→ **Exercise brief**
Below are records; copy every line among them that contains the word "global".

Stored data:
..........
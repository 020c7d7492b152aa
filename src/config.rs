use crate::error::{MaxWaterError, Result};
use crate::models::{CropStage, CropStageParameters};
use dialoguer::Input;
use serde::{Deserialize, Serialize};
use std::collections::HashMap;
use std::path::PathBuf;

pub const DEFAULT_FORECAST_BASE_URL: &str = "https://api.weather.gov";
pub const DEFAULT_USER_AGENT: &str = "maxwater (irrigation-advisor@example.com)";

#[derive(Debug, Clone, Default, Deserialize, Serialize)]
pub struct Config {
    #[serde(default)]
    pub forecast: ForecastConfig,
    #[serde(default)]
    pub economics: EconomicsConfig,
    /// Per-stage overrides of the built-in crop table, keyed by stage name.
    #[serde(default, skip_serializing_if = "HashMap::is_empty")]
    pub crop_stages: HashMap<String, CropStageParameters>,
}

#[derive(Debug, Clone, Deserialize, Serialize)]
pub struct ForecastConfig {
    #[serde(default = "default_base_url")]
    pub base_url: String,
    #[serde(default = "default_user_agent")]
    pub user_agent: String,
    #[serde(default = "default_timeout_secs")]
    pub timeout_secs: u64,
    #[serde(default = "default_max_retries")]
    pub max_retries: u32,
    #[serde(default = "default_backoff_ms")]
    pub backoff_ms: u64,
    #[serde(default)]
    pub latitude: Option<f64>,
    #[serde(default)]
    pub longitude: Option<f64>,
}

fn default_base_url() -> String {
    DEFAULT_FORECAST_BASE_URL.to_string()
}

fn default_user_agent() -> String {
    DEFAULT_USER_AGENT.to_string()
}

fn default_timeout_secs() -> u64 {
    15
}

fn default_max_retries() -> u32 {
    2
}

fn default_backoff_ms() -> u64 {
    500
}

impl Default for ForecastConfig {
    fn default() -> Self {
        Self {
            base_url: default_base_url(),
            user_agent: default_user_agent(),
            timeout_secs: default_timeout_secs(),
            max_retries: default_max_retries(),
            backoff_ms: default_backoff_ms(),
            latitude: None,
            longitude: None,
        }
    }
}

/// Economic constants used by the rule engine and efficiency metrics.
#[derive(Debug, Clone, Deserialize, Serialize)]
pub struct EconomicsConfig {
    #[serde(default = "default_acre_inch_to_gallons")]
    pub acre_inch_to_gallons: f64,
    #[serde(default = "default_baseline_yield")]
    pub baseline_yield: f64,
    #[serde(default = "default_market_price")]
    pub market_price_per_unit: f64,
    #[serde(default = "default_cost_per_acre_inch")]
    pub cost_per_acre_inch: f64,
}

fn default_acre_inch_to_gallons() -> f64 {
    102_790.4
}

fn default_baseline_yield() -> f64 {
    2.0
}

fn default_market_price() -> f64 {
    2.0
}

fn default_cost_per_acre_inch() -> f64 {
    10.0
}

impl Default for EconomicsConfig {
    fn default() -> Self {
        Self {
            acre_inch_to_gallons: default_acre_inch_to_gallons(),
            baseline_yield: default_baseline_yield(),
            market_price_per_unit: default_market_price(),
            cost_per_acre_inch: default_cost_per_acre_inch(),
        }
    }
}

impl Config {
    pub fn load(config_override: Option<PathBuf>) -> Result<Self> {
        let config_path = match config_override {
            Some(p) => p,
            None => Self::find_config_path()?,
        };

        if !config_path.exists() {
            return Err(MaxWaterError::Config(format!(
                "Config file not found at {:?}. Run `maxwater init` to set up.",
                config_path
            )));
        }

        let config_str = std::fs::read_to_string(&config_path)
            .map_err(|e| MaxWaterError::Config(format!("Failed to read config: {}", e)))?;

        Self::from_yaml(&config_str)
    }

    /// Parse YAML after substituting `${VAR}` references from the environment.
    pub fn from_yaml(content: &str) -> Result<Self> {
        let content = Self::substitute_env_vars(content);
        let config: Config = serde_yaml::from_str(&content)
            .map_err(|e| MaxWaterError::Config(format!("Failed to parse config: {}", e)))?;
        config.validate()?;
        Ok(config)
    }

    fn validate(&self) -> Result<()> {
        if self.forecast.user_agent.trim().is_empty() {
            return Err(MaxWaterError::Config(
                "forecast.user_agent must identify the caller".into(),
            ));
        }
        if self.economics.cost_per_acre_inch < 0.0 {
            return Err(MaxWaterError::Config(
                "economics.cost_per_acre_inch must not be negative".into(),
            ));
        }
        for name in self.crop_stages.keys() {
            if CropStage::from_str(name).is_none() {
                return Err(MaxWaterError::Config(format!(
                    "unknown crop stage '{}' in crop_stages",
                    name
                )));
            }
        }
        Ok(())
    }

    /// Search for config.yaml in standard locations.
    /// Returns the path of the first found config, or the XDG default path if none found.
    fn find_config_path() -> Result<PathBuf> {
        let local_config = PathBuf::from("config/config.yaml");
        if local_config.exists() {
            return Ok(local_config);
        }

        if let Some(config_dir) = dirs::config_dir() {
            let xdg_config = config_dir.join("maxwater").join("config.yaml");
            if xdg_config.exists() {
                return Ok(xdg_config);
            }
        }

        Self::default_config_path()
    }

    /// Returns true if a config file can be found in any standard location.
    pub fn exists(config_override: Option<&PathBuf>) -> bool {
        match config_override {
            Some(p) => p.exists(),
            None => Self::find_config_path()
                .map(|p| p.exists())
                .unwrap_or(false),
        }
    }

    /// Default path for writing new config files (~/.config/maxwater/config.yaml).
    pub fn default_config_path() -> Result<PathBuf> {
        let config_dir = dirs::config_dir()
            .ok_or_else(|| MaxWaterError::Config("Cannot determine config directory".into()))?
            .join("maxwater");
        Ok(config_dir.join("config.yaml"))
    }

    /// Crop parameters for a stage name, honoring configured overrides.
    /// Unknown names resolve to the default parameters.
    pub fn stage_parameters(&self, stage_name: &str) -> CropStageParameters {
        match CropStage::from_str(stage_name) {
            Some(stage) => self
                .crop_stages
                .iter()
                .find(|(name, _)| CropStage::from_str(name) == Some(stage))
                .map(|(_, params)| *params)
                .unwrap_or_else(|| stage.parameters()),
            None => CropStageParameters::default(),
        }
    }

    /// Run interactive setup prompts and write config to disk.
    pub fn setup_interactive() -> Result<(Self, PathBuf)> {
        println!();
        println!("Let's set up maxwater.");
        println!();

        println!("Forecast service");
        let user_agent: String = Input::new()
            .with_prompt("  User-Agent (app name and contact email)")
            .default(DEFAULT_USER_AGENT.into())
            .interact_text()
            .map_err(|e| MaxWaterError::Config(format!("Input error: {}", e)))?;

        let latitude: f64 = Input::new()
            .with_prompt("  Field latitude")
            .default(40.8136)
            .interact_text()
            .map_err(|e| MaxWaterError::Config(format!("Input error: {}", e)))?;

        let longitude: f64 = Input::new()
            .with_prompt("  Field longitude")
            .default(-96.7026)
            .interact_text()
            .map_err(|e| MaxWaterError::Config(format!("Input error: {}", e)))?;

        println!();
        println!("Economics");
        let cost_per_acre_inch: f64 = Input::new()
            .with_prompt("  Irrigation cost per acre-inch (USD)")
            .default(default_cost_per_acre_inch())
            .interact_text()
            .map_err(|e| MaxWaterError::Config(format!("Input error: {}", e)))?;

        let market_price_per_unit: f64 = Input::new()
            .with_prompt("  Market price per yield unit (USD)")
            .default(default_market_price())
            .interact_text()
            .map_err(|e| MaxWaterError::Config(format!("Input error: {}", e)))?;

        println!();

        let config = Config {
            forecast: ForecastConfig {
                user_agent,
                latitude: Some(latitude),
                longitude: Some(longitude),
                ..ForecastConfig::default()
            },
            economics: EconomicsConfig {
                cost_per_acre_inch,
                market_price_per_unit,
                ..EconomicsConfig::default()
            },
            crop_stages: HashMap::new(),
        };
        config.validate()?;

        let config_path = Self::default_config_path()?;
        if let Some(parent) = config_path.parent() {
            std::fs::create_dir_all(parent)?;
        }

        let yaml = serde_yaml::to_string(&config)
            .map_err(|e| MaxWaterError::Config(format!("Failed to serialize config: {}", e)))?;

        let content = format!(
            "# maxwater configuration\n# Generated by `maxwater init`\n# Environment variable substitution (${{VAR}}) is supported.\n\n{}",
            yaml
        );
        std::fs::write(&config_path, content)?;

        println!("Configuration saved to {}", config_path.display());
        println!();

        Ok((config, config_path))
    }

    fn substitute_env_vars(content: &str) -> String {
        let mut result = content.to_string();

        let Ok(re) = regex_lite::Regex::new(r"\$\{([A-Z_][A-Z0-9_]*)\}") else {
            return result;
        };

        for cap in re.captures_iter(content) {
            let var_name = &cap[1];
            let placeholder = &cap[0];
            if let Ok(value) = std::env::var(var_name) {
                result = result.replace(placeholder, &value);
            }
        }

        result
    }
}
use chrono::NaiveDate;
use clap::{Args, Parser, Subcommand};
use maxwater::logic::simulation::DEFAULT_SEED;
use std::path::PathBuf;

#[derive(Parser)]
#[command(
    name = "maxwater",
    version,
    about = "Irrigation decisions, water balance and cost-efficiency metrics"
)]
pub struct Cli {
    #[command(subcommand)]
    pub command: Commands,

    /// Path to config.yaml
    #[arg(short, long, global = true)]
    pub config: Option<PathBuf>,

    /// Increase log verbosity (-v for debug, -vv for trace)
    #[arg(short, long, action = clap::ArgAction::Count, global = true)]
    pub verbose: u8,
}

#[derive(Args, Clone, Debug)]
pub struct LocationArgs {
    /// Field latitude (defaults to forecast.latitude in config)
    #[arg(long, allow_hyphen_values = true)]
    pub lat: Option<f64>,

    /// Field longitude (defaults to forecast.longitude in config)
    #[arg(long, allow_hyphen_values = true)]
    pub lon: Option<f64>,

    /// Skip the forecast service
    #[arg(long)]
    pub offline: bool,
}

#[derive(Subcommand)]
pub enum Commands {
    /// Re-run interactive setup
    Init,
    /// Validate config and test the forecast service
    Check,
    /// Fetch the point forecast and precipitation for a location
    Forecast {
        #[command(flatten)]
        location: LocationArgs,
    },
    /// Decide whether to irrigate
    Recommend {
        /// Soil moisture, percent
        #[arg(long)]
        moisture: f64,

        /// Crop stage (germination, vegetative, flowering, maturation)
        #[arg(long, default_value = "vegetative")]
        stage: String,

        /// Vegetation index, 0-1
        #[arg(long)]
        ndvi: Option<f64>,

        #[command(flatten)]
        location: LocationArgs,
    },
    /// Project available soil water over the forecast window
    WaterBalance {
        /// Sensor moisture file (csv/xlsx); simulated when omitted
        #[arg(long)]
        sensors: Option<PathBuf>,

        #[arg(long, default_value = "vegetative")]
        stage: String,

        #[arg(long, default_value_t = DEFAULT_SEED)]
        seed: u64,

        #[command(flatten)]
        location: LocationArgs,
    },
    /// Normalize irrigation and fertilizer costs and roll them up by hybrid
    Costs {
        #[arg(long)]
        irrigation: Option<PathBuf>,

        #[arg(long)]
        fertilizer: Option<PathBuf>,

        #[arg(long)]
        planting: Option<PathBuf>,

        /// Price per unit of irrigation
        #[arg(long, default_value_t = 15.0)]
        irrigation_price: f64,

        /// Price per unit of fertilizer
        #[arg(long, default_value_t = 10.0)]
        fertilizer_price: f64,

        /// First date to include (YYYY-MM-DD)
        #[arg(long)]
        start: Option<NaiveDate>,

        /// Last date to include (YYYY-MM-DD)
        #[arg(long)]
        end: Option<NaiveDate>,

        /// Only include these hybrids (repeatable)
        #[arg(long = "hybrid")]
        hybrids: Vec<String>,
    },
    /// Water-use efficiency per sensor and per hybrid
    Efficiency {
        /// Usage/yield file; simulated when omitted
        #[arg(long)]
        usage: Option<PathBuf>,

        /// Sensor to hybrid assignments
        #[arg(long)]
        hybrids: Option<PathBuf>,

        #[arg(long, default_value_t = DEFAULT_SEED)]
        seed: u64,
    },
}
..........
→ **Completed exercise**
    #[arg(short, long, global = true)]
    #[arg(short, long, action = clap::ArgAction::Count, global = true)]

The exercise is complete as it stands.